THE PROBLEM:
Could you write out the records exactly as they are given?

····················

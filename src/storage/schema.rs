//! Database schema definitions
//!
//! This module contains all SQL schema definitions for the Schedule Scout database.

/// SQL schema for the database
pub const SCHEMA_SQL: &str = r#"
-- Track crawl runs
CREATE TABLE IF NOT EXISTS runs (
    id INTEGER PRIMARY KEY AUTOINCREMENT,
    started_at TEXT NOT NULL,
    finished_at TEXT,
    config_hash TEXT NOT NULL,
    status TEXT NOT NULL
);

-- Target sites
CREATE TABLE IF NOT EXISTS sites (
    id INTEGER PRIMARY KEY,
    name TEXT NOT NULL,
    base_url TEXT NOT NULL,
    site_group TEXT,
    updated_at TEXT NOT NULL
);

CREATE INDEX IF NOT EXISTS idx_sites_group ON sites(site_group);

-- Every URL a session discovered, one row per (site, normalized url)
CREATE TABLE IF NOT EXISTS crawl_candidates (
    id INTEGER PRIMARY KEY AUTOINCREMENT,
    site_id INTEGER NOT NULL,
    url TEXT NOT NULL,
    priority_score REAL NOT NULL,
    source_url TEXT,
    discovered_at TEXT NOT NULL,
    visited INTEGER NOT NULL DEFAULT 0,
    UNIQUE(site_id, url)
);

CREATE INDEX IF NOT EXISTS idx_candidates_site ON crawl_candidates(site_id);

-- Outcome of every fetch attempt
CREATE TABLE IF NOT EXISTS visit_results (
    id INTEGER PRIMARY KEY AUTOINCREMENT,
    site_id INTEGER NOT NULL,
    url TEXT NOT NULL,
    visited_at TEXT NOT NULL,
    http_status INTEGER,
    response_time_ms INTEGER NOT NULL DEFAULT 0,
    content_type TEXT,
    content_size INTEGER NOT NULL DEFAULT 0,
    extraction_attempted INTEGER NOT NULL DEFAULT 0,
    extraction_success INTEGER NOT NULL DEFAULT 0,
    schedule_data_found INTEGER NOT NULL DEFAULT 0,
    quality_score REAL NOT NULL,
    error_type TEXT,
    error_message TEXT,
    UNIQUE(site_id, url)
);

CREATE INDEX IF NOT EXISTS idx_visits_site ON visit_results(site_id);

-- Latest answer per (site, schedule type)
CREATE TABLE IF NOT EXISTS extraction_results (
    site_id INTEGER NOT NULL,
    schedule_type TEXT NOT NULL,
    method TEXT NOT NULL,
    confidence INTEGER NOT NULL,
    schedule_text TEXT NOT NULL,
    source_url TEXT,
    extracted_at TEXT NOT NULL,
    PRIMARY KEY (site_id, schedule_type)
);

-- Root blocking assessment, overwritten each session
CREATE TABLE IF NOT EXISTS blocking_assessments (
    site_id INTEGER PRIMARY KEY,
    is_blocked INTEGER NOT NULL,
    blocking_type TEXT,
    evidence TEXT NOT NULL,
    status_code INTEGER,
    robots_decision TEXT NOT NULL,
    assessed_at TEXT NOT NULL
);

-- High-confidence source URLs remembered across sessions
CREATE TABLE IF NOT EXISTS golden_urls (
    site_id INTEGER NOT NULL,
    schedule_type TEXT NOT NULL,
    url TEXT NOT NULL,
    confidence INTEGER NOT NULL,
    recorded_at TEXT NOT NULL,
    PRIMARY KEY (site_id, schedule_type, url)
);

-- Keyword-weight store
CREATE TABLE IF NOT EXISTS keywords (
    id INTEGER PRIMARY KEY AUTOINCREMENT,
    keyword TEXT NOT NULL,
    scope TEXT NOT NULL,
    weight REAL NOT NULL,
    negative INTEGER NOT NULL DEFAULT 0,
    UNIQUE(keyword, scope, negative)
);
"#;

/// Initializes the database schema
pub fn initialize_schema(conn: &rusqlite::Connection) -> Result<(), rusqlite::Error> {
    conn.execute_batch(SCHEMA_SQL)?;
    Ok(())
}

····················

WRITTEN RESPONSE:
filename src/storage/schema.rs
//! Database schema definitions
//!
//! This module contains all SQL schema definitions for the Schedule Scout database.

/// SQL schema for the database
pub const SCHEMA_SQL: &str = r#"
-- Track crawl runs
CREATE TABLE IF NOT EXISTS runs (
    id INTEGER PRIMARY KEY AUTOINCREMENT,
    started_at TEXT NOT NULL,
    finished_at TEXT,
    config_hash TEXT NOT NULL,
    status TEXT NOT NULL
);

-- Target sites
CREATE TABLE IF NOT EXISTS sites (
    id INTEGER PRIMARY KEY,
    name TEXT NOT NULL,
    base_url TEXT NOT NULL,
    site_group TEXT,
    updated_at TEXT NOT NULL
);

CREATE INDEX IF NOT EXISTS idx_sites_group ON sites(site_group);

-- Every URL a session discovered, one row per (site, normalized url)
CREATE TABLE IF NOT EXISTS crawl_candidates (
    id INTEGER PRIMARY KEY AUTOINCREMENT,
    site_id INTEGER NOT NULL,
    url TEXT NOT NULL,
    priority_score REAL NOT NULL,
    source_url TEXT,
    discovered_at TEXT NOT NULL,
    visited INTEGER NOT NULL DEFAULT 0,
    UNIQUE(site_id, url)
);

CREATE INDEX IF NOT EXISTS idx_candidates_site ON crawl_candidates(site_id);

-- Outcome of every fetch attempt
CREATE TABLE IF NOT EXISTS visit_results (
    id INTEGER PRIMARY KEY AUTOINCREMENT,
    site_id INTEGER NOT NULL,
    url TEXT NOT NULL,
    visited_at TEXT NOT NULL,
    http_status INTEGER,
    response_time_ms INTEGER NOT NULL DEFAULT 0,
    content_type TEXT,
    content_size INTEGER NOT NULL DEFAULT 0,
    extraction_attempted INTEGER NOT NULL DEFAULT 0,
    extraction_success INTEGER NOT NULL DEFAULT 0,
    schedule_data_found INTEGER NOT NULL DEFAULT 0,
    quality_score REAL NOT NULL,
    error_type TEXT,
    error_message TEXT,
    UNIQUE(site_id, url)
);

CREATE INDEX IF NOT EXISTS idx_visits_site ON visit_results(site_id);

-- Latest answer per (site, schedule type)
CREATE TABLE IF NOT EXISTS extraction_results (
    site_id INTEGER NOT NULL,
    schedule_type TEXT NOT NULL,
    method TEXT NOT NULL,
    confidence INTEGER NOT NULL,
    schedule_text TEXT NOT NULL,
    source_url TEXT,
    extracted_at TEXT NOT NULL,
    PRIMARY KEY (site_id, schedule_type)
);

-- Root blocking assessment, overwritten each session
CREATE TABLE IF NOT EXISTS blocking_assessments (
    site_id INTEGER PRIMARY KEY,
    is_blocked INTEGER NOT NULL,
    blocking_type TEXT,
    evidence TEXT NOT NULL,
    status_code INTEGER,
    robots_decision TEXT NOT NULL,
    assessed_at TEXT NOT NULL
);

-- High-confidence source URLs remembered across sessions
CREATE TABLE IF NOT EXISTS golden_urls (
    site_id INTEGER NOT NULL,
    schedule_type TEXT NOT NULL,
    url TEXT NOT NULL,
    confidence INTEGER NOT NULL,
    recorded_at TEXT NOT NULL,
    PRIMARY KEY (site_id, schedule_type, url)
);

-- Keyword-weight store
CREATE TABLE IF NOT EXISTS keywords (
    id INTEGER PRIMARY KEY AUTOINCREMENT,
    keyword TEXT NOT NULL,
    scope TEXT NOT NULL,
    weight REAL NOT NULL,
    negative INTEGER NOT NULL DEFAULT 0,
    UNIQUE(keyword, scope, negative)
);
"#;

/// Initializes the database schema
pub fn initialize_schema(conn: &rusqlite::Connection) -> Result<(), rusqlite::Error> {
    conn.execute_batch(SCHEMA_SQL)?;
    Ok(())
}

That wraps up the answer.